(LISTED ENTRIES begins)

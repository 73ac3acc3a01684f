use criterion::{criterion_group, criterion_main, Criterion};
use remu_core::cpu_386::{Cpu386, VecMemory};

/// Steps the CPU around a tight register-move loop, the hot path of the
/// interpreter.
fn bench_step_loop(c: &mut Criterion) {
    let mut mem = VecMemory::new();
    // MOV AL / MOV AX / NOP, then jump back to the start.
    mem.load_program(
        0x7C00,
        &[
            0xB0, 0x42, // MOV AL, 0x42
            0xB8, 0x34, 0x12, // MOV AX, 0x1234
            0x90, // NOP
            0xEB, 0xF8, // JMP -8 (back to 0x7C00)
        ],
    );
    let mut cpu = Cpu386::new(mem);
    cpu.regs.eip = 0x7C00;

    c.bench_function("cpu_386_step", |b| {
        b.iter(|| {
            cpu.step().expect("program contains no invalid opcodes");
        })
    });
}

criterion_group!(benches, bench_step_loop);
criterion_main!(benches);
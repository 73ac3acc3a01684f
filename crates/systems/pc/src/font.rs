//! PSF1 glyph font loader.
//!
//! The compositor draws characters through an 8x16, 1-bit-per-pixel bitmap
//! font loaded once at startup from a PC Screen Font (version 1) file: a
//! 4-byte header — two magic bytes, a mode byte, the glyph height — followed
//! by one 16-byte glyph per character code. Each glyph byte is one scanline,
//! MSB on the left. Anything that does not parse as an 8x16 PSF1 font is a
//! fatal startup error.

use std::path::Path;

use thiserror::Error;

/// PSF1 magic bytes.
pub const PSF1_MAGIC: [u8; 2] = [0x36, 0x04];

/// Glyph height in scanlines; this machine only supports 8x16 fonts.
pub const GLYPH_HEIGHT: usize = 16;

const HEADER_LEN: usize = 4;

/// PSF1 mode bit: the font carries 512 glyphs instead of 256.
const MODE_512: u8 = 0x01;

#[derive(Debug, Error)]
pub enum FontError {
    #[error("font file is shorter than the PSF1 header")]
    TooShort,
    #[error("bad PSF1 magic {0:02x?}")]
    BadMagic([u8; 2]),
    #[error("unsupported glyph height {0} (need 16)")]
    UnsupportedHeight(u8),
    #[error("font file ends inside the glyph table")]
    TruncatedGlyphs,
    #[error("failed to read font file: {0}")]
    Io(#[from] std::io::Error),
}

/// Immutable 256-entry glyph table, indexed by character code.
#[derive(Debug, Clone)]
pub struct GlyphFont {
    glyphs: Box<[[u8; GLYPH_HEIGHT]; 256]>,
}

impl GlyphFont {
    /// Load and validate a PSF1 font file.
    pub fn load(path: &Path) -> Result<Self, FontError> {
        let data = std::fs::read(path)?;
        Self::from_bytes(&data)
    }

    /// Parse a PSF1 font image.
    ///
    /// Fonts in 512-glyph mode are accepted; only the first 256 glyphs are
    /// addressable by the one-byte character codes of the video buffer.
    pub fn from_bytes(data: &[u8]) -> Result<Self, FontError> {
        if data.len() < HEADER_LEN {
            return Err(FontError::TooShort);
        }
        let magic = [data[0], data[1]];
        if magic != PSF1_MAGIC {
            return Err(FontError::BadMagic(magic));
        }
        let mode = data[2];
        let height = data[3];
        if height as usize != GLYPH_HEIGHT {
            return Err(FontError::UnsupportedHeight(height));
        }
        let glyph_count = if mode & MODE_512 != 0 { 512 } else { 256 };
        if data.len() < HEADER_LEN + glyph_count * GLYPH_HEIGHT {
            return Err(FontError::TruncatedGlyphs);
        }

        let mut glyphs = Box::new([[0u8; GLYPH_HEIGHT]; 256]);
        for (code, glyph) in glyphs.iter_mut().enumerate() {
            let start = HEADER_LEN + code * GLYPH_HEIGHT;
            glyph.copy_from_slice(&data[start..start + GLYPH_HEIGHT]);
        }
        Ok(Self { glyphs })
    }

    /// The 16 scanlines of one character's glyph (MSB = left pixel).
    pub fn glyph(&self, code: u8) -> &[u8; GLYPH_HEIGHT] {
        &self.glyphs[code as usize]
    }
}

/// Build a valid 256-glyph PSF1 image where every scanline of glyph `c`
/// equals `c` (cheap, distinguishable shapes). Test fixture shared across
/// the crate.
#[cfg(test)]
pub(crate) fn synthetic_font_bytes() -> Vec<u8> {
    let mut data = vec![PSF1_MAGIC[0], PSF1_MAGIC[1], 0x00, GLYPH_HEIGHT as u8];
    for code in 0u16..256 {
        data.extend(std::iter::repeat(code as u8).take(GLYPH_HEIGHT));
    }
    data
}

#[cfg(test)]
mod tests {
    use super::*;

    #[test]
    fn test_parse_valid_font() {
        let font = GlyphFont::from_bytes(&synthetic_font_bytes()).unwrap();
        assert_eq!(font.glyph(0x41), &[0x41; GLYPH_HEIGHT]);
        assert_eq!(font.glyph(0x00), &[0x00; GLYPH_HEIGHT]);
        assert_eq!(font.glyph(0xFF), &[0xFF; GLYPH_HEIGHT]);
    }

    #[test]
    fn test_accepts_512_glyph_mode() {
        let mut data = vec![PSF1_MAGIC[0], PSF1_MAGIC[1], MODE_512, GLYPH_HEIGHT as u8];
        data.extend(std::iter::repeat(0xAA).take(512 * GLYPH_HEIGHT));
        let font = GlyphFont::from_bytes(&data).unwrap();
        assert_eq!(font.glyph(0x00), &[0xAA; GLYPH_HEIGHT]);
    }

    #[test]
    fn test_rejects_short_header() {
        assert!(matches!(
            GlyphFont::from_bytes(&[0x36]),
            Err(FontError::TooShort)
        ));
    }

    #[test]
    fn test_rejects_bad_magic() {
        let mut data = synthetic_font_bytes();
        data[0] = 0x00;
        assert!(matches!(
            GlyphFont::from_bytes(&data),
            Err(FontError::BadMagic([0x00, 0x04]))
        ));
    }

    #[test]
    fn test_rejects_wrong_height() {
        let mut data = synthetic_font_bytes();
        data[3] = 8;
        assert!(matches!(
            GlyphFont::from_bytes(&data),
            Err(FontError::UnsupportedHeight(8))
        ));
    }

    #[test]
    fn test_rejects_truncated_glyph_table() {
        let mut data = synthetic_font_bytes();
        data.truncate(HEADER_LEN + 255 * GLYPH_HEIGHT);
        assert!(matches!(
            GlyphFont::from_bytes(&data),
            Err(FontError::TruncatedGlyphs)
        ));
    }

    #[test]
    fn test_load_missing_file() {
        assert!(matches!(
            GlyphFont::load(Path::new("/nonexistent/font.psf")),
            Err(FontError::Io(_))
        ));
    }
}
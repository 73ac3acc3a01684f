//! Headless frontend: boots the machine without a window, runs a bounded
//! number of instructions and dumps the machine state as JSON. Useful for
//! scripted runs and CI.

use std::fs::File;
use std::io::Write;
use std::path::PathBuf;

use anyhow::{Context, Result};
use clap::Parser;
use remu_pc::{DiskSet, GlyphFont, Machine};

#[derive(Parser)]
#[command(name = "remu-cli", about = "Headless real-mode x86 machine runner")]
struct Args {
    /// Attach a disk image as a fixed disk (repeatable; ids from 0x80)
    #[arg(long = "hdd", value_name = "IMAGE")]
    hdd: Vec<PathBuf>,

    /// Attach a disk image as removable media (repeatable; ids from 0x00)
    #[arg(long = "fdd", value_name = "IMAGE")]
    fdd: Vec<PathBuf>,

    /// PSF1 glyph font used by the text-mode compositor
    #[arg(long, default_value = "font.psf")]
    font: PathBuf,

    /// Maximum number of instructions to execute (stops early on HLT)
    #[arg(long, default_value_t = 10_000)]
    steps: u64,

    /// Dump machine state to this file as JSON
    #[arg(long, default_value = "state.json")]
    save: String,

    /// Print registers after every instruction
    #[arg(long, default_value_t = false)]
    debug: bool,

    /// Suppress the run summary (still writes --save)
    #[arg(long, default_value_t = false)]
    quiet: bool,
}

fn main() -> Result<()> {
    env_logger::init();
    let args = Args::parse();

    let mut disks = DiskSet::new();
    for path in &args.fdd {
        disks.attach_removable(path)?;
    }
    for path in &args.hdd {
        disks.attach_fixed(path)?;
    }

    let font = GlyphFont::load(&args.font)
        .with_context(|| format!("loading font {}", args.font.display()))?;
    let mut machine = Machine::boot(disks, font)?;

    let mut executed = 0u64;
    for _ in 0..args.steps {
        if machine.halted() {
            break;
        }
        machine.step().context("emulation stopped")?;
        executed += 1;
        if args.debug {
            println!(
                "step {}: {}",
                executed,
                serde_json::to_string(machine.registers())?
            );
        }
    }

    let mut frame = Machine::new_frame();
    machine.render(&mut frame);

    if !args.quiet {
        println!(
            "Executed {} instruction(s); halted: {}; cursor {:?}",
            executed,
            machine.halted(),
            machine.cursor()
        );
        println!("Produced frame {}x{}", frame.width, frame.height);
        let dump_len = std::cmp::min(8, frame.pixels.len());
        let mut out = String::new();
        for px in &frame.pixels[..dump_len] {
            out.push_str(&format!("{:08X} ", px));
        }
        println!("First {} pixels: {}", dump_len, out);
    }

    let state = machine.save_state();
    let mut f = File::create(&args.save)?;
    write!(f, "{}", serde_json::to_string_pretty(&state)?)?;

    Ok(())
}
/// Memory interface trait for the CPU.
///
/// Systems using the CPU implement byte-level access; the multi-byte readers
/// and writers are provided little-endian compositions of those, so immediate
/// operands are never decoded through raw buffer casts.
pub trait MemoryBus {
    /// Read a byte from physical memory at the given address.
    fn read(&self, addr: u32) -> u8;

    /// Write a byte to physical memory at the given address.
    fn write(&mut self, addr: u32, val: u8);

    /// Read a little-endian 16-bit value.
    fn read_u16(&self, addr: u32) -> u16 {
        u16::from_le_bytes([self.read(addr), self.read(addr.wrapping_add(1))])
    }

    /// Read a little-endian 32-bit value.
    fn read_u32(&self, addr: u32) -> u32 {
        u32::from_le_bytes([
            self.read(addr),
            self.read(addr.wrapping_add(1)),
            self.read(addr.wrapping_add(2)),
            self.read(addr.wrapping_add(3)),
        ])
    }

    /// Write a little-endian 16-bit value.
    fn write_u16(&mut self, addr: u32, val: u16) {
        let bytes = val.to_le_bytes();
        self.write(addr, bytes[0]);
        self.write(addr.wrapping_add(1), bytes[1]);
    }

    /// Write a little-endian 32-bit value.
    fn write_u32(&mut self, addr: u32, val: u32) {
        let bytes = val.to_le_bytes();
        for (i, &b) in bytes.iter().enumerate() {
            self.write(addr.wrapping_add(i as u32), b);
        }
    }
}

/// 8-bit register views, in x86 encoding order (`opcode & 7` for B0-B7).
#[derive(Debug, Clone, Copy, PartialEq, Eq)]
pub enum Reg8 {
    AL,
    CL,
    DL,
    BL,
    AH,
    CH,
    DH,
    BH,
}
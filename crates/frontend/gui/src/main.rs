//! Windowed frontend: presents the machine's framebuffer and feeds it the
//! shutdown signal.
//!
//! One frame = poll the window's event queue (non-blocking) -> execute one
//! instruction if the CPU is not halted -> recomposite -> present. Closing
//! the window (or Escape) ends the run between frames; dropping the machine
//! releases its device handles.

use std::path::PathBuf;

use anyhow::{Context, Result};
use clap::Parser;
use minifb::{Key, ScaleMode, Window, WindowOptions};
use remu_pc::{DiskSet, GlyphFont, Machine, FB_HEIGHT, FB_WIDTH};

#[derive(Parser)]
#[command(name = "remu", about = "Real-mode x86 machine emulator")]
struct Args {
    /// Attach a disk image as a fixed disk (repeatable; ids from 0x80)
    #[arg(long = "hdd", value_name = "IMAGE")]
    hdd: Vec<PathBuf>,

    /// Attach a disk image as removable media (repeatable; ids from 0x00)
    #[arg(long = "fdd", value_name = "IMAGE")]
    fdd: Vec<PathBuf>,

    /// PSF1 glyph font used by the text-mode compositor
    #[arg(long, default_value = "font.psf")]
    font: PathBuf,
}

fn main() -> Result<()> {
    env_logger::init();
    let args = Args::parse();

    let mut disks = DiskSet::new();
    for path in &args.fdd {
        disks.attach_removable(path)?;
    }
    for path in &args.hdd {
        disks.attach_fixed(path)?;
    }

    let font = GlyphFont::load(&args.font)
        .with_context(|| format!("loading font {}", args.font.display()))?;
    let mut machine = Machine::boot(disks, font)?;

    let mut window = Window::new(
        "Remu",
        FB_WIDTH,
        FB_HEIGHT,
        WindowOptions {
            resize: true,
            scale_mode: ScaleMode::AspectRatioStretch,
            ..WindowOptions::default()
        },
    )
    .context("creating emulator window")?;

    let mut frame = Machine::new_frame();

    while window.is_open() && !window.is_key_down(Key::Escape) {
        if !machine.halted() {
            machine.step().context("emulation stopped")?;
        }
        machine.render(&mut frame);
        window
            .update_with_buffer(&frame.pixels, FB_WIDTH, FB_HEIGHT)
            .context("presenting frame")?;
    }

    Ok(())
}
//! Pixel and ratio coordinates.

use serde::{Deserialize, Serialize};

/// Integer pixel coordinate within an image.
///
/// Serialized as a two-element array `[x, y]`. Deserialization also accepts
/// floating point pairs (as produced by detectors) and truncates them.
#[derive(Debug, Clone, Copy, PartialEq, Eq, Hash, Default, Serialize, Deserialize)]
#[serde(from = "[f64; 2]", into = "[i32; 2]")]
pub struct Point {
    pub x: i32,
    pub y: i32,
}

impl Point {
    /// Create a new point.
    pub const fn new(x: i32, y: i32) -> Self {
        Self { x, y }
    }

    /// Euclidean distance to another point.
    pub fn distance(&self, other: &Point) -> f64 {
        let dx = f64::from(self.x - other.x);
        let dy = f64::from(self.y - other.y);
        dx.hypot(dy)
    }
}

impl From<[f64; 2]> for Point {
    fn from([x, y]: [f64; 2]) -> Self {
        Self {
            x: x as i32,
            y: y as i32,
        }
    }
}

impl From<Point> for [i32; 2] {
    fn from(p: Point) -> Self {
        [p.x, p.y]
    }
}

impl From<(i32, i32)> for Point {
    fn from((x, y): (i32, i32)) -> Self {
        Self { x, y }
    }
}

/// A point expressed as a fraction of the owning image's width and height.
///
/// Ratio points are what make locked shapes survive rotation and rescaling:
/// they are materialized against whatever dimensions the image has when it
/// is loaded.
#[derive(Debug, Clone, Copy, PartialEq, Default, Serialize, Deserialize)]
#[serde(from = "[f64; 2]", into = "[f64; 2]")]
pub struct RatioPoint {
    pub x: f64,
    pub y: f64,
}

impl RatioPoint {
    /// Convert an absolute point into a ratio of the given image size.
    ///
    /// Zero dimensions yield a zero ratio instead of NaN.
    pub fn from_point(point: Point, width: u32, height: u32) -> Self {
        let ratio = |v: i32, extent: u32| {
            if extent == 0 {
                0.0
            } else {
                f64::from(v) / f64::from(extent)
            }
        };
        Self {
            x: ratio(point.x, width),
            y: ratio(point.y, height),
        }
    }

    /// Materialize this ratio against concrete image dimensions.
    pub fn to_point(&self, width: u32, height: u32) -> Point {
        Point {
            x: (self.x * f64::from(width)).round() as i32,
            y: (self.y * f64::from(height)).round() as i32,
        }
    }

    /// Whether both components lie in `[0, 1]`.
    pub fn is_within_unit(&self) -> bool {
        (0.0..=1.0).contains(&self.x) && (0.0..=1.0).contains(&self.y)
    }
}

impl From<[f64; 2]> for RatioPoint {
    fn from([x, y]: [f64; 2]) -> Self {
        Self { x, y }
    }
}

impl From<RatioPoint> for [f64; 2] {
    fn from(p: RatioPoint) -> Self {
        [p.x, p.y]
    }
}
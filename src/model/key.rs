//! Image record keys joining all label stores.

use std::fmt;
use std::path::Path;

use serde::{Deserialize, Serialize};

/// Stable `<parent-folder>/<file-name>` identifier for an image.
///
/// Derived from a path by taking its last two components, splitting on both
/// `/` and `\` so that keys written on one platform match on another.
#[derive(Debug, Clone, PartialEq, Eq, Hash, PartialOrd, Ord, Serialize, Deserialize)]
#[serde(transparent)]
pub struct ImageKey(String);

impl ImageKey {
    /// Derive the key for a path string.
    ///
    /// Returns `None` when the path has no parent folder component.
    pub fn from_path_str(path: &str) -> Option<Self> {
        let mut parts = path
            .split(['/', '\\'])
            .filter(|part| !part.is_empty())
            .rev();
        let file = parts.next()?;
        let folder = parts.next()?;
        Some(Self(format!("{}/{}", folder, file)))
    }

    /// Derive the key for a filesystem path.
    pub fn from_path(path: &Path) -> Option<Self> {
        Self::from_path_str(&path.to_string_lossy())
    }

    /// Wrap a key string read from a label file, normalizing separators.
    pub fn parse(raw: &str) -> Option<Self> {
        Self::from_path_str(raw.trim())
    }

    /// The key as written to label files.
    pub fn as_str(&self) -> &str {
        &self.0
    }

    /// Folder component of the key.
    pub fn folder(&self) -> &str {
        self.0.split_once('/').map_or("", |(folder, _)| folder)
    }

    /// File name component of the key.
    pub fn file_name(&self) -> &str {
        self.0.split_once('/').map_or(self.0.as_str(), |(_, file)| file)
    }

    /// File name without its extension.
    pub fn file_stem(&self) -> &str {
        let name = self.file_name();
        match name.rfind('.') {
            Some(0) | None => name,
            Some(idx) => &name[..idx],
        }
    }
}

impl fmt::Display for ImageKey {
    fn fmt(&self, f: &mut fmt::Formatter<'_>) -> fmt::Result {
        f.write_str(&self.0)
    }
}

#[cfg(test)]
mod tests {
    use super::*;

    #[test]
    fn test_key_from_unix_path() {
        let key = ImageKey::from_path_str("/data/project/a/1.jpg").unwrap();
        assert_eq!(key.as_str(), "a/1.jpg");
        assert_eq!(key.folder(), "a");
        assert_eq!(key.file_name(), "1.jpg");
        assert_eq!(key.file_stem(), "1");
    }

    #[test]
    fn test_key_from_windows_path() {
        let key = ImageKey::from_path_str(r"C:\data\project\a\1.jpg").unwrap();
        assert_eq!(key.as_str(), "a/1.jpg");
    }

    #[test]
    fn test_key_mixed_separators_match() {
        let unix = ImageKey::from_path_str("x/imgs/scan.png").unwrap();
        let windows = ImageKey::from_path_str(r"x\imgs\scan.png").unwrap();
        assert_eq!(unix, windows);
    }

    #[test]
    fn test_key_requires_folder() {
        assert!(ImageKey::from_path_str("lonely.jpg").is_none());
        assert!(ImageKey::from_path_str("").is_none());
    }

    #[test]
    fn test_file_stem_keeps_inner_dots() {
        let key = ImageKey::from_path_str("a/scan.v2.jpg").unwrap();
        assert_eq!(key.file_stem(), "scan.v2");
    }
}
//! Exporter registry for looking up dataset exporters by id.

use std::collections::HashMap;

use crate::export::error::ExportError;
use crate::export::formats::{
    DetMmocrExporter, DetPaddleExporter, KieExporter, RecMmocrExporter, RecPaddleExporter,
};
use crate::export::traits::DatasetExporter;

/// Registry of available exporters.
///
/// All built-in exporters are registered on creation.
pub struct ExporterRegistry {
    exporters: HashMap<&'static str, Box<dyn DatasetExporter>>,
}

impl ExporterRegistry {
    /// Create a new registry with all built-in exporters registered.
    pub fn new() -> Self {
        let mut registry = Self {
            exporters: HashMap::new(),
        };

        registry.register(Box::new(DetPaddleExporter));
        registry.register(Box::new(DetMmocrExporter));
        registry.register(Box::new(RecPaddleExporter));
        registry.register(Box::new(RecMmocrExporter));
        registry.register(Box::new(KieExporter));

        registry
    }

    /// Register an exporter, replacing any with the same id.
    pub fn register(&mut self, exporter: Box<dyn DatasetExporter>) {
        self.exporters.insert(exporter.id(), exporter);
    }

    /// Get an exporter by its id.
    pub fn get(&self, id: &str) -> Option<&dyn DatasetExporter> {
        self.exporters.get(id).map(|e| e.as_ref())
    }

    /// Get an exporter by id, failing for unknown ids.
    pub fn require(&self, id: &str) -> Result<&dyn DatasetExporter, ExportError> {
        self.get(id)
            .ok_or_else(|| ExportError::UnknownExporter(id.to_string()))
    }

    /// Get all registered exporters, ordered by id.
    pub fn all(&self) -> Vec<&dyn DatasetExporter> {
        self.ids()
            .into_iter()
            .filter_map(|id| self.get(id))
            .collect()
    }

    /// Get all exporter ids, sorted.
    pub fn ids(&self) -> Vec<&'static str> {
        let mut ids: Vec<_> = self.exporters.keys().copied().collect();
        ids.sort_unstable();
        ids
    }
}

impl Default for ExporterRegistry {
    fn default() -> Self {
        Self::new()
    }
}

(LISTED ENTRIES ends)

* [EXERCISE INSTRUCTIONS] The answer should be an exact copy of the lines from the first line of the data through the line with "0xB0, 0x42, // MOV AL, 0x42" and should contain nothing else.

* [RESPONSE AREA]
repository 73ac3acc3a01684f
use criterion::{criterion_group, criterion_main, Criterion};
use remu_core::cpu_386::{Cpu386, VecMemory};

/// Steps the CPU around a tight register-move loop, the hot path of the
/// interpreter.
fn bench_step_loop(c: &mut Criterion) {
    let mut mem = VecMemory::new();
    // MOV AL / MOV AX / NOP, then jump back to the start.
    mem.load_program(
        0x7C00,
        &[
            0xB0, 0x42, // MOV AL, 0x42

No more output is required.